Washington  — International Energy Agency (IEA) member states agreed to tap 60-million barrels of oil from strategic storage, the director of the group said on Wednesday, in a move aimed at cooling prices after Russia’s invasion of Ukraine.

The plan by IEA countries, which represent 31 mostly industrialised countries but not Russia, was agreed to on Friday and would be their second co-ordinated release in a month and the fifth in the agency’s history to confront oil market outages.

“The IEA is moving ahead with a collective oil stock release of 120-million barrels (including 60-million barrels contributed by the US as part of its overall draw from its strategic petroleum reserve (SPR),” IEA executive director Fatih Birol tweeted.

It was the largest release from non-US IEA countries on top of the largest draw from the US at 180-million barrels over six months. “This will supplement our 1-million barrels per day (bpd) for six months and of course will serve as a bridge until the end of the year when domestic production ramps up,” a US official said on condition of anonymity.

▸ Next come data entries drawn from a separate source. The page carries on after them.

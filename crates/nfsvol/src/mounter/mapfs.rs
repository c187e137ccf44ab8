//! NFS kernel mount fronted by the mapfs uid/gid remapping helper.

use std::path::{Path, PathBuf};
use std::sync::Arc;

use async_trait::async_trait;
use nfsvol_common::paths::{INTERMEDIATE_SUFFIX, intermediate_mount, real_mountpoint};
use nfsvol_common::{DriverError, DriverResult, MountOptionMask, MountOpts, RawOptions};
use regex::Regex;
use serde_json::Value;
use tokio_util::sync::CancellationToken;

use super::options::{
    INVALID_GID, INVALID_UID, helper_args, kernel_options, lacks_read_access, normalize_share,
    positive_id, redacted,
};
use super::{MAPFS_READY_MARKER, MapfsConfig, Mounter};
use crate::invoker::{InvokeError, Invoker, args};
use crate::mountchecker::MountChecker;
use crate::os::FileSystem;
use crate::resolver::IdResolver;

/// [`Mounter`] that mounts NFS shares and optionally remaps ownership.
///
/// Without a `uid` the share is mounted straight onto the target. With one,
/// the share is mounted on `<target>_mapfs` and the helper re-exports it on
/// the target as the requested uid/gid.
pub struct MapfsMounter {
    invoker: Arc<dyn Invoker>,
    fs: Arc<dyn FileSystem>,
    mount_checker: Arc<dyn MountChecker>,
    resolver: Option<Arc<dyn IdResolver>>,
    mask: MountOptionMask,
    config: MapfsConfig,
}

impl MapfsMounter {
    /// Create a mounter without identity resolution.
    pub fn new(
        invoker: Arc<dyn Invoker>,
        fs: Arc<dyn FileSystem>,
        mount_checker: Arc<dyn MountChecker>,
        mask: MountOptionMask,
        config: MapfsConfig,
    ) -> Self {
        Self {
            invoker,
            fs,
            mount_checker,
            resolver: None,
            mask,
            config,
        }
    }

    /// Resolve `username`/`password` options through `resolver`.
    #[must_use]
    pub fn with_resolver(mut self, resolver: Arc<dyn IdResolver>) -> Self {
        self.resolver = Some(resolver);
        self
    }

    async fn run(
        &self,
        ctx: &CancellationToken,
        program: &str,
        argv: &[&str],
    ) -> Result<(), InvokeError> {
        let result = self.invoker.invoke(ctx, program, &args(argv), &[]);
        let outcome = result.wait().await;
        if let Err(e) = &outcome {
            tracing::debug!(program, error = %e, stderr = %result.stderr(), "Command failed");
        }
        outcome
    }

    /// Merge a resolved identity into `opts` when a username is given.
    async fn resolve_identity(
        &self,
        ctx: &CancellationToken,
        opts: &mut RawOptions,
    ) -> DriverResult<()> {
        let Some(username) = opts.get("username") else {
            return Ok(());
        };

        if opts.contains_key("uid") || opts.contains_key("gid") {
            return Err(DriverError::safe("Not allowed options"));
        }

        let Some(resolver) = &self.resolver else {
            return Err(DriverError::safe(
                "LDAP username is specified but LDAP is not configured",
            ));
        };

        let Some(password) = opts.get("password") else {
            return Err(DriverError::safe(
                "LDAP username is specified but LDAP password is missing",
            ));
        };

        let identity = resolver
            .resolve(ctx, &option_text(username), &option_text(password))
            .await?;

        opts.insert("uid".to_string(), Value::String(identity.uid));
        opts.insert("gid".to_string(), Value::String(identity.gid));
        Ok(())
    }

    /// Best-effort teardown of an intermediate mount after a failed step.
    async fn unwind_intermediate(&self, ctx: &CancellationToken, intermediate: &Path) {
        let dir = intermediate.to_string_lossy();
        if let Err(e) = self.run(ctx, "umount", &[&*dir]).await {
            tracing::error!(path = %dir, error = %e, "Intermediate unmount failed");
            return;
        }
        if let Err(e) = self.fs.remove(intermediate) {
            tracing::error!(path = %dir, error = %e, "Intermediate remove failed");
        }
    }
}

#[async_trait]
impl Mounter for MapfsMounter {
    async fn mount(
        &self,
        ctx: &CancellationToken,
        share: &str,
        target: &Path,
        opts: &RawOptions,
    ) -> DriverResult<()> {
        tracing::info!(share, target = %target.display(), "Mount start");

        let mut opts = opts.clone();
        self.resolve_identity(ctx, &mut opts).await?;

        match (opts.contains_key("uid"), opts.contains_key("gid")) {
            (true, false) => return Err(DriverError::safe("required 'gid' option is missing")),
            (false, true) => return Err(DriverError::safe("required 'uid' option is missing")),
            _ => {}
        }

        let canonical: MountOpts = self.mask.apply(&opts).map_err(|e| {
            tracing::debug!(share, options = ?redacted(&opts), "Mount options rejected");
            DriverError::safe(e.to_string())
        })?;

        let share = normalize_share(share)?;
        let mount_options = kernel_options(&self.config.default_options, &canonical)?;

        let remap = match (canonical.get("uid"), canonical.get("gid")) {
            (Some(uid), Some(gid)) => Some((
                positive_id(uid, INVALID_UID)?,
                positive_id(gid, INVALID_GID)?,
            )),
            _ => None,
        };

        let intermediate = intermediate_mount(target);
        let target = PathBuf::from(real_mountpoint(&intermediate.to_string_lossy()));

        self.fs.create_dir_all(&intermediate).map_err(|e| {
            tracing::error!(path = %intermediate.display(), error = %e, "Creating intermediate directory failed");
            DriverError::safe(e.to_string())
        })?;

        let kernel_target = if remap.is_some() { &intermediate } else { &target };
        let kernel_target_str = kernel_target.to_string_lossy();
        let kernel_mount = [
            "-t",
            self.config.fstype.as_str(),
            "-o",
            mount_options.as_str(),
            share.as_str(),
            &*kernel_target_str,
        ];
        if let Err(e) = self.run(ctx, "mount", &kernel_mount).await {
            tracing::error!(share = %share, error = %e, "Kernel mount failed");
            if let Err(rm) = self.fs.remove(&intermediate) {
                tracing::error!(path = %intermediate.display(), error = %rm, "Removing intermediate directory failed");
            }
            return Err(DriverError::safe(e.to_string()));
        }

        let Some((uid, gid)) = remap else {
            tracing::info!(target = %target.display(), "Mounted without remapping");
            return Ok(());
        };

        match self.fs.stat(&intermediate) {
            Err(e) => {
                tracing::warn!(path = %intermediate.display(), error = %e, "Unable to stat new mount, skipping access check");
            }
            Ok(stat) if lacks_read_access(&stat, uid, gid) => {
                tracing::error!(uid, gid, ?stat, "Mapped user lacks read access to share");
                self.unwind_intermediate(ctx, &intermediate).await;
                return Err(DriverError::safe("user lacks read access to share"));
            }
            Ok(_) => {}
        }

        let mut helper = helper_args(uid, gid, &canonical);
        helper.push(target.to_string_lossy().into_owned());
        helper.push(intermediate.to_string_lossy().into_owned());

        let result = self
            .invoker
            .invoke(ctx, &self.config.mapfs_path, &helper, &[]);
        if let Err(e) = result
            .wait_for(MAPFS_READY_MARKER, self.config.mount_timeout)
            .await
        {
            tracing::error!(error = %e, stderr = %result.stderr(), "Remapping helper failed");
            self.unwind_intermediate(ctx, &intermediate).await;
            return Err(DriverError::safe(e.to_string()));
        }

        tracing::info!(target = %target.display(), uid, gid, "Mounted with remapping");
        Ok(())
    }

    async fn unmount(&self, ctx: &CancellationToken, target: &Path) -> DriverResult<()> {
        let intermediate = intermediate_mount(target);
        let target = real_mountpoint(&intermediate.to_string_lossy()).to_string();
        tracing::info!(%target, "Unmount start");

        self.run(ctx, "umount", &["-l", target.as_str()])
            .await
            .map_err(|e| DriverError::safe(e.to_string()))?;

        match self.mount_checker.exists(&intermediate) {
            Ok(true) => {
                let dir = intermediate.to_string_lossy();
                if let Err(e) = self.run(ctx, "umount", &["-l", &*dir]).await {
                    tracing::error!(path = %dir, error = %e, "Intermediate unmount failed");
                    return Ok(());
                }
            }
            Ok(false) => {}
            Err(e) => {
                tracing::error!(error = %e, "Checking intermediate mount failed");
            }
        }

        if self.fs.exists(&intermediate).unwrap_or(false) {
            self.fs
                .remove(&intermediate)
                .map_err(|e| DriverError::safe(e.to_string()))?;
        }

        tracing::info!(%target, "Unmount end");
        Ok(())
    }

    async fn check(&self, ctx: &CancellationToken, name: &str, mountpoint: &Path) -> bool {
        let deadline = ctx.child_token();
        let point = mountpoint.to_string_lossy();
        let result = self
            .invoker
            .invoke(&deadline, "mountpoint", &args(&["-q", &*point]), &[]);

        let outcome = tokio::time::timeout(self.config.check_timeout, result.wait()).await;
        deadline.cancel();

        match outcome {
            Ok(Ok(())) => true,
            Ok(Err(e)) => {
                tracing::info!(volume = name, error = %e, "Unable to verify volume");
                false
            }
            Err(_) => {
                tracing::info!(volume = name, "Timed out verifying volume");
                false
            }
        }
    }

    async fn purge(&self, ctx: &CancellationToken, root: &Path) {
        tracing::info!(root = %root.display(), "Purge start");

        let pkill = self.invoker.invoke(ctx, "pkill", &args(&["mapfs"]), &[]);
        if let Err(e) = pkill.wait().await {
            tracing::info!(error = %e, output = %pkill.stdout(), "pkill mapfs");
        }

        for _ in 0..self.config.purge_poll_attempts {
            tracing::debug!("Waiting for mapfs to exit");
            tokio::time::sleep(self.config.purge_poll_interval).await;
            let pgrep = self.invoker.invoke(ctx, "pgrep", &args(&["mapfs"]), &[]);
            if let Err(e) = pgrep.wait().await {
                tracing::debug!(error = %e, "No mapfs processes left");
                break;
            }
        }

        let pattern = match Regex::new(&format!(
            "^{}.*{INTERMEDIATE_SUFFIX}$",
            root.to_string_lossy()
        )) {
            Ok(pattern) => pattern,
            Err(e) => {
                tracing::error!(root = %root.display(), error = %e, "Unable to list mounts");
                return;
            }
        };

        let mounts = match self.mount_checker.list(&pattern) {
            Ok(mounts) => mounts,
            Err(e) => {
                tracing::error!(root = %root.display(), error = %e, "Reading mount table failed");
                return;
            }
        };
        tracing::info!(?mounts, "Purging intermediate mounts");

        for intermediate in &mounts {
            let real = real_mountpoint(intermediate);
            for dir in [real, intermediate.as_str()] {
                if let Err(e) = self.run(ctx, "umount", &["-l", "-f", dir]).await {
                    tracing::error!(path = dir, error = %e, "Purge unmount failed");
                }
                if let Err(e) = self.fs.remove(Path::new(dir)) {
                    tracing::error!(path = dir, error = %e, "Purge cannot remove directory");
                }
            }
        }

        tracing::info!(root = %root.display(), "Purge end");
    }
}

fn option_text(value: &Value) -> String {
    match value {
        Value::String(s) => s.clone(),
        other => other.to_string(),
    }
}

Sanctions and buyer aversion have disrupted Russian oil supplies, pushing oil near $140 a barrel on March 7 despite the previous IEA release of 60-million barrels, with half of that coming from the US, about a week earlier. Russia calls its actions in Ukraine a “special operation”.

Markets appeared to be cheered by the latest IEA move, with Brent oil falling about 5% to about $101.50 a barrel on Wednesday.

IEA members hold emergency stockpiles of 1.5-billion barrels.

The timing of when the additional 60-million barrels from non-US IEA countries would come to market was not immediately clear. Birol said details on specific contributions would be made public soon.

In the past three releases co-ordinated by Washington and its IEA allies, the US provided half or a little less than the total volume.

Analysts have said that the tapping of finite supply to plug reduced flows in the oil market may not succeed at bringing down prices in the long term.

Claudio Galimberti, senior vice-president of analysis at consultancy Rystad Energy, said the US SPR release of 1-million barrels per day (bpd) would struggle to plug potential lost Russian output of over 2-million bpd.

“This historically large SPR release is the right decision in the current crisis and consumers should feel the benefit soon, but it only solves half the problem.”

The move comes as the US and allies struggle with multi-decade high inflation and rising energy and gasoline prices. High fuel prices are a vulnerability for US President Joe Biden’s fellow Democrats ahead of the November  8 congressional elections.

“The SPR releases could make explicit energy sanctions on Russian oil exports more feasible without blowing up the oil price completely,” said Bjarne Schieldrop, chief commodities analyst at SEB bank in Oslo.